On Tue, Apr 05, 2005 at 11:57:50AM -0700, Dave Hansen wrote:
> On Tue, 2005-04-05 at 11:22 -0700, Chandra Seetharaman wrote:
> > On Tue, Apr 05, 2005 at 10:54:20AM -0700, Dave Hansen wrote:
> > > If you find a way to track things based on files, you could keep your
> > > class pointers in the struct address_space, or even in the vma,
> > > depending on what behavior you want.  You could keep anonymous stuff in
> > > the anon_vma, just like the objrmap code.  
> > 
> > This is the first version of memory controller... Handling shared pages
> > appropriately are in the plans.
> 
> Perhaps it's a better idea to wait until you have this more mature

I guess you are confusing maturity with functionality. Shared page support
is the next level of functionality we are planning to provide.....
Our thinking is that the controller is mature with its current features.

> version before submitting it.  It would be a shame to put all of this

I thought the mantra was, "release often, release early".... 

> per-page stuff in, only to rip it out.  Doing it that way isn't very
> incremental, but I don't think they'd share too much code anyway.

I think otherwise... and I do think the changes will be incremental.
> 
> > > ... if the class is behaving itself.  Somebody trying to take down a
> > > machine, or a single badly-behaved or runaway app might not behave like
> > > that.
> > 
> > There are checks in that code to make sure that a runaway app doesn't
> > get the kernel into this code path often and bring down the system...
> > instead the runaway app(its class) is penalised.
> 
> Penalized how?  Reducing the task's scheduler slices?  Can you point to
> the code?

This is a memory controller.... it doesn't do(and not expected to do)
scheduler operations. It penalises classes that go over their limit
often by failing the memory alloc (without giving the class a chance to
shrink itself). 

Same code path that we are currently talking about.

> 
> > > > Also, the loop is just to wakeup kswapd once..
> > > > may be I can get rid of that and use pgdat_list directly.
> > > 
> > > I'd try to be a little more selective than a big for loop like that.
> > 
> > 'big' for loop ? in that code path ?
> 
> >  ckrm_class_limit_ok(struct ckrm_mem_res *cls)
> >  {
> ...
> > +       for (i = 0; i < MAX_NR_ZONES; i++)
> > +               pg_total += cls->pg_total[i];
> 
> Sorry, I was confusing this with something equivalent to
> for_each_node().

Good... I started to wonder if we are even looking at the same patches...

> 
> That brings another question, though.  How does this interact with NUMA?
> The classes don't appear to track any per-node information.
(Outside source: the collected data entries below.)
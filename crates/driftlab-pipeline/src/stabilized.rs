//! The stabilized pipeline
//!
//! Produces its four outputs straight from the classified text. No stage
//! reads another stage's output.

use driftlab_classifiers::ClassifiedText;
use driftlab_core::{Instruction, Result, Stage, StageResult, StabilizedReport};
use serde::{Deserialize, Serialize};
use tracing::debug;

use crate::notes;

/// Explicit intent contract attached to every task
///
/// Independent of the instruction text.
#[derive(Debug, Clone, PartialEq, Eq, Serialize, Deserialize)]
pub struct IntentContract {
    pub intent_type: String,
    pub risk_tolerance: String,
    pub style: String,
}

impl Default for IntentContract {
    fn default() -> Self {
        Self {
            intent_type: "analysis".to_string(),
            risk_tolerance: "literal".to_string(),
            style: "direct".to_string(),
        }
    }
}

/// Stabilized pipeline
pub struct StabilizationPipeline {
    contract: IntentContract,
    contract_json: String,
}

impl StabilizationPipeline {
    /// Create a pipeline with the standard contract
    pub fn new() -> Result<Self> {
        Self::with_contract(IntentContract::default())
    }

    /// Create a pipeline with a specific contract
    pub fn with_contract(contract: IntentContract) -> Result<Self> {
        let contract_json = serde_json::to_string_pretty(&contract)?;
        Ok(Self {
            contract,
            contract_json,
        })
    }

    pub fn contract(&self) -> &IntentContract {
        &self.contract
    }

    /// Produce all four outputs
    pub fn run(&self, instruction: &Instruction, classified: &ClassifiedText) -> StabilizedReport {
        let constraints = classified.constraints();

        debug!(
            constraints = constraints.len(),
            "Stabilized pipeline preserving constraints"
        );
        metrics::counter!("driftlab_simulations_total", "pipeline" => "stabilized").increment(1);

        StabilizedReport {
            intent_contract: self.intent_contract_stage(),
            safety: self.safety_stage(),
            memory: self.memory_stage(&constraints),
            reasoning: self.reasoning_stage(instruction, classified.core_text(), &constraints),
        }
    }

    /// The contract, pretty-printed under a header
    pub fn intent_contract_stage(&self) -> StageResult {
        StageResult::note_first(
            Stage::IntentContract,
            notes::CONTRACT_HEADER,
            self.contract_json.clone(),
        )
    }

    /// Safe content passes through unchanged
    pub fn safety_stage(&self) -> StageResult {
        StageResult::note_only(Stage::Safety, notes::STABLE_SAFETY)
    }

    /// Every constraint, verbatim and in order
    pub fn memory_stage(&self, constraints: &[&str]) -> StageResult {
        if constraints.is_empty() {
            StageResult::note_only(Stage::Memory, notes::STABLE_MEMORY_NONE)
        } else {
            StageResult::note_first(
                Stage::Memory,
                notes::STABLE_MEMORY_CONSTRAINTS,
                format!("Constraints:\n{}", bullet_list(constraints)),
            )
        }
    }

    /// Core instruction plus every constraint
    pub fn reasoning_stage(
        &self,
        instruction: &Instruction,
        core_text: &str,
        constraints: &[&str],
    ) -> StageResult {
        let core = if core_text.is_empty() {
            instruction.as_str()
        } else {
            core_text
        };
        let preserved = if constraints.is_empty() {
            notes::NO_CONSTRAINTS_MARKER.to_string()
        } else {
            bullet_list(constraints)
        };

        StageResult::text_first(
            Stage::FinalReasoning,
            format!(
                "Core instruction:\n{}\n\nPreserved constraints:\n{}",
                core, preserved
            ),
            notes::STABLE_REASONING,
        )
    }
}

fn bullet_list(items: &[&str]) -> String {
    items
        .iter()
        .map(|item| format!("- {}", item))
        .collect::<Vec<_>>()
        .join("\n")
}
It doesn't know/care about NUMA.... It is a resource controller that
controls the 'system-wide' memory usage by different classes... May be we
will think about NUMA support in future...

> 
> > +       if (cls->pg_limit == CKRM_SHARE_DONTCARE) {
> > +               struct ckrm_mem_res *parcls = ckrm_get_res_class(cls->parent,
> > +                                       mem_rcbs.resid, struct ckrm_mem_res);
> > +               ret = (parcls ? ckrm_class_limit_ok(parcls) : 0);
> > +       } else
> > +               ret = (pg_total <= cls->pg_limit);
> > +
> > +       return ret;
> 
> That looks suspiciously like recursion.  How is the recursion limited?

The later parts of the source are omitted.